4

My trival query take 3 seconds to return and requires a ton of reads according to SQL Profiler. Why?

I have a table filled with 5,000,000 accounts that are all geocoded points. All of the accounts are clustered within a 20 mile radius of a city. My index looks like so.

CREATE SPATIAL INDEX [IX_CI_Geocode] ON [dbo].[CustomerInformation] 
(
    [Geocode]
)USING  GEOGRAPHY_GRID 
WITH (
GRIDS =(LEVEL_1 = HIGH,LEVEL_2 = HIGH,LEVEL_3 = HIGH,LEVEL_4 = LOW), 
CELLS_PER_OBJECT = 128, PAD_INDEX  = OFF, SORT_IN_TEMPDB = OFF, DROP_EXISTING = OFF, ALLOW_ROW_LOCKS  = ON, ALLOW_PAGE_LOCKS  = ON) ON [PRIMARY]
GO

When I run a query as simple as the following:

DECLARE @g geography = geography::Point(41.848039, -87.96361, 4326);
DECLARE @region geography = @g.STBuffer(5000);

select count(0) from CustomerInformation ci WITH(INDEX(IX_CI_Geocode))
where ci.Geocode.STIntersects(@region) = 1

It takes 3 seconds to return and according to SQL Server Profiler it required CPU of 12,203 and Reads of 1,218,873. Those seem like huge numbers for using an index.

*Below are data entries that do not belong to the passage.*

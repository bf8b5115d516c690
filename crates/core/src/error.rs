use colloquy_model::{ErrorKind, ModelProviderError};
use thiserror::Error;

/// Errors produced by the conversation core.
#[derive(Clone, Debug, Error)]
pub enum Error {
    /// A model provider call failed.
    #[error("{kind}: {message}")]
    Model {
        /// Classification of the provider failure.
        kind: ErrorKind,
        /// Message reported by the provider.
        message: String,
    },

    /// The operation was cancelled by the caller.
    #[error("operation cancelled")]
    Cancelled,

    /// A message would break the tool call pairing of the transcript.
    #[error("invalid transcript: {0}")]
    InvalidTranscript(String),
}

impl Error {
    /// Creates a model error.
    #[inline]
    pub fn model<S: Into<String>>(kind: ErrorKind, message: S) -> Self {
        Self::Model {
            kind,
            message: message.into(),
        }
    }

    /// Returns the provider error kind, if this is a model error.
    #[inline]
    pub fn kind(&self) -> Option<ErrorKind> {
        match self {
            Self::Model { kind, .. } => Some(*kind),
            _ => None,
        }
    }

    /// Returns `true` if the failed call may succeed when sent again.
    #[inline]
    pub fn is_retryable(&self) -> bool {
        self.kind().is_some_and(ErrorKind::is_retryable)
    }

    pub(crate) fn from_provider<E: ModelProviderError>(err: E) -> Self {
        Self::model(err.kind(), err.to_string())
    }
}
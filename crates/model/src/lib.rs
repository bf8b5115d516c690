//! An abstraction layer for different LLM backends.
//!
//! This crate establishes an unified protocol for the conversation core to
//! interact with various supported backends, so that the core can drive a
//! conversation without knowing which wire contract is behind it.
//!
//! Types in this crate don't define any behavior, instead they are the
//! constraints that the implementors should adhere to. The only exception
//! is [`estimate_token_count`], the shared fallback for backends that have
//! no token counting endpoint.
//!
//! Provider implementations should live in their own crates.

#![deny(missing_docs)]

mod error;
mod message;
mod provider;
mod request;
mod response;
mod tokens;

pub use error::*;
pub use message::*;
pub use provider::*;
pub use request::*;
pub use response::*;
pub use tokens::*;
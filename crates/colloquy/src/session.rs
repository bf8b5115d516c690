use std::path::PathBuf;

use chrono::Local;
use colloquy_core::{
    Agent, AgentBuilder, AgentConfig, AgentEvent, CancellationToken, CompressionRecord,
    EnvironmentContext, Error as CoreError, TurnOutcome,
};
use colloquy_gemini_model::{GeminiConfigBuilder, GeminiProvider};
use colloquy_model::ModelProvider;
use colloquy_openai_model::{OpenAIConfigBuilder, OpenAIProvider};

use crate::settings::{Error, GeminiSettings, ProviderSettings, Settings};
use crate::tools::*;

/// A session builder.
///
/// See [`Session`].
pub struct SessionBuilder {
    agent_builder: AgentBuilder,
    config: AgentConfig,
    working_dir: Option<PathBuf>,
}

impl SessionBuilder {
    /// Creates a session builder with a specified model provider.
    pub fn with_model_provider<M: ModelProvider + 'static>(provider: M) -> Self {
        let agent_builder = AgentBuilder::with_model_provider(provider);
        Self {
            agent_builder,
            config: AgentConfig::default(),
            working_dir: None,
        }
    }

    /// Creates a session builder with the provider and options described by
    /// `settings`.
    pub fn from_settings(settings: Settings) -> Result<Self, Error> {
        let Settings {
            provider,
            agent: mut config,
        } = settings;
        config.auth_type = provider.auth_type();
        debug!(auth_type = ?config.auth_type, "creating a session from {provider:?}");

        let builder = match provider {
            ProviderSettings::Gemini(GeminiSettings {
                api_key,
                access_token,
                base_url,
                embedding_model,
            }) => {
                let mut config_builder = match (api_key, access_token) {
                    (Some(api_key), _) => GeminiConfigBuilder::with_api_key(api_key),
                    (None, Some(token)) => GeminiConfigBuilder::with_access_token(token),
                    (None, None) => return Err(Error::MissingCredential("gemini")),
                };
                if let Some(base_url) = base_url {
                    config_builder = config_builder.with_base_url(base_url);
                }
                if let Some(model) = embedding_model {
                    config_builder = config_builder.with_embedding_model(model);
                }
                Self::with_model_provider(GeminiProvider::new(config_builder.build()))
            }
            ProviderSettings::OpenAI(settings) => {
                if settings.api_key.is_empty() {
                    return Err(Error::MissingCredential("openai"));
                }
                let mut config_builder = OpenAIConfigBuilder::with_api_key(settings.api_key);
                if let Some(base_url) = settings.base_url {
                    config_builder = config_builder.with_base_url(base_url);
                }
                if let Some(model) = settings.embedding_model {
                    config_builder = config_builder.with_embedding_model(model);
                }
                Self::with_model_provider(OpenAIProvider::new(config_builder.build()))
            }
        };
        Ok(builder.with_config(config))
    }

    /// Sets the options of the conversation.
    #[inline]
    pub fn with_config(mut self, config: AgentConfig) -> Self {
        self.config = config;
        self
    }

    /// Sets the system prompt for the model.
    #[inline]
    pub fn with_system_prompt<S: Into<String>>(mut self, prompt: S) -> Self {
        self.config.system_instruction = Some(prompt.into());
        self
    }

    /// Tells the model which directory the user works in.
    #[inline]
    pub fn with_working_dir<P: Into<PathBuf>>(mut self, dir: P) -> Self {
        self.working_dir = Some(dir.into());
        self
    }

    /// Attaches a callback that is asked before falling back to a cheaper
    /// model.
    #[inline]
    pub fn on_fallback(
        mut self,
        on_fallback: impl FnMut(&str, &str) -> bool + Send + Sync + 'static,
    ) -> Self {
        self.agent_builder = self.agent_builder.on_fallback(on_fallback);
        self
    }

    /// Builds a new session.
    pub fn build(self) -> Session {
        let mut agent_builder = self
            .agent_builder
            .with_config(self.config)
            .with_tool(ListFilesTool::new());
        if let Some(working_dir) = self.working_dir {
            debug!("session works in {}", working_dir.display());
            agent_builder = agent_builder.with_environment(EnvironmentContext {
                working_dir,
                date: Local::now().format("%A, %B %-d, %Y").to_string(),
                platform: host_os().to_owned(),
                full_context: None,
            });
        }

        Session {
            agent: agent_builder.build(),
        }
    }
}

/// A chat session, like a window that displays messages and has a input box.
///
/// The session holds a fully configured agent that you can use directly, and it
/// is basically a wrapper around [`Agent`].
pub struct Session {
    agent: Agent,
}

impl Session {
    /// Sends a message to the session and waits until the model hands the
    /// conversation back.
    #[inline]
    pub async fn send_message(
        &mut self,
        message: &str,
        cancel: &CancellationToken,
        on_event: impl FnMut(AgentEvent) + Send,
    ) -> TurnOutcome {
        self.agent.send_message(message, cancel, on_event).await
    }

    /// Summarizes the conversation so far, regardless of its length.
    #[inline]
    pub async fn compress(
        &mut self,
        cancel: &CancellationToken,
    ) -> Result<Option<CompressionRecord>, CoreError> {
        self.agent.try_compress(true, cancel).await
    }

    /// Starts a new conversation.
    #[inline]
    pub fn reset(&mut self) {
        self.agent.reset();
    }

    /// Returns the underlying agent.
    #[inline]
    pub fn agent(&self) -> &Agent {
        &self.agent
    }
}

#[inline]
fn host_os() -> &'static str {
    match std::env::consts::OS {
        "linux" => "Linux",
        "macos" => "macOS",
        "windows" => "Windows",
        _ => "some other OS",
    }
}
use std::sync::Arc;

use colloquy_model::ModelProvider;
use tracing::Span;

use super::{Agent, FallbackHook};
use crate::config::AgentConfig;
use crate::environment::EnvironmentContext;
use crate::model_client::ModelClient;
use crate::tool::{Tool, ToolRegistry, ToolSet};

/// [`Agent`] builder.
pub struct AgentBuilder {
    pub(crate) model_client: ModelClient,
    pub(crate) config: AgentConfig,
    pub(crate) tool_registry: Option<Arc<dyn ToolRegistry>>,
    pub(crate) tool_set: ToolSet,
    pub(crate) environment: Option<EnvironmentContext>,
    pub(crate) span: Option<Span>,
    pub(crate) on_fallback: Option<FallbackHook>,
}

impl AgentBuilder {
    /// Creates a new builder with the specified model provider.
    #[inline]
    pub fn with_model_provider<P: ModelProvider + 'static>(provider: P) -> Self {
        Self {
            model_client: ModelClient::new(provider),
            config: AgentConfig::default(),
            tool_registry: None,
            tool_set: ToolSet::new(),
            environment: None,
            span: None,
            on_fallback: None,
        }
    }

    /// Sets the configuration.
    #[inline]
    pub fn with_config(mut self, config: AgentConfig) -> Self {
        self.config = config;
        self
    }

    /// Registers a tool.
    #[inline]
    pub fn with_tool<T: Tool>(mut self, tool: T) -> Self {
        self.tool_set.add_tool(tool);
        self
    }

    /// Uses a custom tool registry. Tools added by [`with_tool`] are
    /// ignored then.
    ///
    /// [`with_tool`]: Self::with_tool
    #[inline]
    pub fn with_tool_registry<R: ToolRegistry + 'static>(mut self, registry: R) -> Self {
        self.tool_registry = Some(Arc::new(registry));
        self
    }

    /// Sets the context that precedes the conversation.
    #[inline]
    pub fn with_environment(mut self, environment: EnvironmentContext) -> Self {
        self.environment = Some(environment);
        self
    }

    /// Sets the span that all operations of the agent are recorded in.
    #[inline]
    pub fn with_span(mut self, span: Span) -> Self {
        self.span = Some(span);
        self
    }

    /// Attaches a callback that is asked before falling back to a cheaper
    /// model. Without it the agent never falls back.
    #[inline]
    pub fn on_fallback(
        mut self,
        on_fallback: impl FnMut(&str, &str) -> bool + Send + Sync + 'static,
    ) -> Self {
        self.on_fallback = Some(Box::new(on_fallback));
        self
    }

    /// Builds the agent.
    #[inline]
    pub fn build(self) -> Agent {
        Agent::from_builder(self)
    }
}
//! A ready-to-use conversation session that assembles a model provider, the
//! conversation core, and a few built-in tools.
//!
//! The crate includes a CLI tool for using in the terminal. And you can also
//! use it as a library to bring conversations into your own host apps.

#![deny(missing_docs)]

#[macro_use]
extern crate tracing;

mod session;
mod settings;
pub mod tools;

pub use session::{Session, SessionBuilder};
pub use settings::{Error, GeminiSettings, OpenAISettings, ProviderSettings, Settings};

/// Re-exports of [`colloquy_core`] crate.
pub mod core {
    pub use colloquy_core::*;
}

Why is this so slow? Why does this require reading from the hard drive so much? What can I do to improve the performance of this?

Looking at the query plan the Filter operator in the screenshot below is 34% of the cost of the query.

enter image description here

The "Clustered Index Seek" operator is 63% of the query.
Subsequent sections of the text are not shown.